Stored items
=======

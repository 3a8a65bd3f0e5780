//! # cma-client
//!
//! Typed Rust client for the Content Management API, plus the `cma`
//! command-line tool built on top of it.
//!
//! ## Features
//!
//! - **Typed resources**: organizations, teams, team/space/organization
//!   memberships, invitations, app definitions, preview API keys, users and assets
//! - **Wrapped entities**: every response keeps its frozen `sys` metadata and
//!   gains the mutators of its resource (`update`, `delete`, `publish`, ...)
//! - **Pagination**: collections keep `total`/`skip`/`limit`
//! - **Retries**: rate-limited and failed requests are retried with backoff
//!
//! ## Example
//!
//! ```rust,no_run
//! use cma_client::{ClientParams, Query, create_client};
//!
//! # async fn run() -> Result<(), cma_client::ApiError> {
//! let client = create_client(ClientParams::new("CFPAT-..."))?;
//! let space = client.get_space("space-id").await?;
//! let env = space.get_environment("master").await?;
//!
//! for asset in env.get_assets(&Query::new().limit(10)).await? {
//!     if asset.is_draft() {
//!         asset.publish().await?;
//!     }
//! }
//! # Ok(())
//! # }
//! ```

pub mod api;
pub mod auth;
pub mod cli;
pub mod config;
pub mod error;
pub mod handlers;

// Re-export commonly used types and functions
pub use api::{ApiError, ClientApi, ClientParams, Collection, Entity, Query, create_client};
pub use error::{CmaError, Result};

use cli::{Cli, Commands};
use handlers::Context;

/// The current version of the CLI tool
pub const VERSION: &str = env!("CARGO_PKG_VERSION");

/// Loads configuration for `cli` and runs its command
pub async fn run_command(cli: Cli) -> anyhow::Result<()> {
    let config = match &cli.config {
        Some(file) => config::read_config(file)?,
        None => config::load_config(std::env::current_dir().ok().as_deref())?,
    };

    let json = cli.json;
    match cli.command {
        Commands::Auth { command } => handlers::handle_auth(command, &config).await,
        Commands::Orgs { command } => {
            handlers::handle_orgs(command, &Context::new(config, json)?).await
        }
        Commands::Teams { command } => {
            handlers::handle_teams(command, &Context::new(config, json)?).await
        }
        Commands::Members { org, limit } => {
            handlers::handle_members(org, limit, &Context::new(config, json)?).await
        }
        Commands::Invitations { command } => {
            handlers::handle_invitations(command, &Context::new(config, json)?).await
        }
        Commands::AppDefinitions { org } => {
            handlers::handle_app_definitions(org, &Context::new(config, json)?).await
        }
        Commands::SpaceMembers { space } => {
            handlers::handle_space_members(space, &Context::new(config, json)?).await
        }
        Commands::PreviewKeys { space } => {
            handlers::handle_preview_keys(space, &Context::new(config, json)?).await
        }
        Commands::Assets { command } => {
            handlers::handle_assets(command, &Context::new(config, json)?).await
        }
    }
}
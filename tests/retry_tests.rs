mod common;

use cma_client::ApiError;
use common::{ORG_ID, client, collection, organization, retrying_client};
use serde_json::json;
use wiremock::matchers::{header, method, path};
use wiremock::{Mock, MockServer, ResponseTemplate};

fn rate_limited() -> ResponseTemplate {
    ResponseTemplate::new(429)
        .insert_header("x-contentful-ratelimit-reset", "0")
        .set_body_json(json!({
            "sys": { "type": "Error", "id": "RateLimitExceeded" },
            "message": "You have exceeded the rate limit",
        }))
}

#[tokio::test]
async fn rate_limited_request_is_retried() {
    let server = MockServer::start().await;

    Mock::given(method("GET"))
        .and(path("/organizations"))
        .respond_with(rate_limited())
        .up_to_n_times(2)
        .expect(2)
        .mount(&server)
        .await;
    Mock::given(method("GET"))
        .and(path("/organizations"))
        .respond_with(ResponseTemplate::new(200).set_body_json(collection(vec![organization(ORG_ID, "Acme")])))
        .expect(1)
        .mount(&server)
        .await;

    let orgs = retrying_client(&server, 3).get_organizations().await.unwrap();
    assert_eq!(orgs.items[0].name, "Acme");
}

#[tokio::test]
async fn server_error_is_retried_until_limit() {
    let server = MockServer::start().await;

    Mock::given(method("GET"))
        .and(path("/organizations"))
        .respond_with(ResponseTemplate::new(503).set_body_string("upstream unavailable"))
        .expect(3)
        .mount(&server)
        .await;

    let err = retrying_client(&server, 2).get_organizations().await.unwrap_err();
    match err {
        ApiError::ServerError { status, message } => {
            assert_eq!(status, 503);
            assert_eq!(message, "upstream unavailable");
        }
        other => panic!("unexpected error: {other:?}"),
    }
}

#[tokio::test]
async fn client_errors_are_not_retried() {
    let server = MockServer::start().await;

    Mock::given(method("GET"))
        .and(path("/organizations"))
        .respond_with(ResponseTemplate::new(403).set_body_json(json!({
            "sys": { "type": "Error", "id": "AccessDenied" },
            "message": "Forbidden",
        })))
        .expect(1)
        .mount(&server)
        .await;

    let err = retrying_client(&server, 5).get_organizations().await.unwrap_err();
    assert!(matches!(err, ApiError::PermissionDenied(ref m) if m == "Forbidden"));
}

#[tokio::test]
async fn retries_disabled_surfaces_rate_limit() {
    let server = MockServer::start().await;

    Mock::given(method("GET"))
        .and(path("/organizations"))
        .respond_with(rate_limited())
        .expect(1)
        .mount(&server)
        .await;

    let err = client(&server).get_organizations().await.unwrap_err();
    assert!(matches!(err, ApiError::RateLimited { reset_secs: Some(0) }));
    assert!(err.is_retryable());
}

#[tokio::test]
async fn every_request_carries_client_headers() {
    let server = MockServer::start().await;

    Mock::given(method("GET"))
        .and(path("/organizations"))
        .and(header("authorization", "Bearer CFPAT-test"))
        .and(header("user-agent", format!("cma-client/{}", env!("CARGO_PKG_VERSION")).as_str()))
        .respond_with(ResponseTemplate::new(200).set_body_json(collection(vec![])))
        .expect(1)
        .mount(&server)
        .await;

    let orgs = client(&server).get_organizations().await.unwrap();
    assert!(orgs.is_empty());
}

=======

Directions - Quote, word for word, every line from the top of the entries through the line that holds "gains the mutators".

Exercise result -
repository 3a8a65bd3f0e5780
//! # cma-client
//!
//! Typed Rust client for the Content Management API, plus the `cma`
//! command-line tool built on top of it.
//!
//! ## Features
//!
//! - **Typed resources**: organizations, teams, team/space/organization
//!   memberships, invitations, app definitions, preview API keys, users and assets
//! - **Wrapped entities**: every response keeps its frozen `sys` metadata and
//!   gains the mutators of its resource (`update`, `delete`, `publish`, ...)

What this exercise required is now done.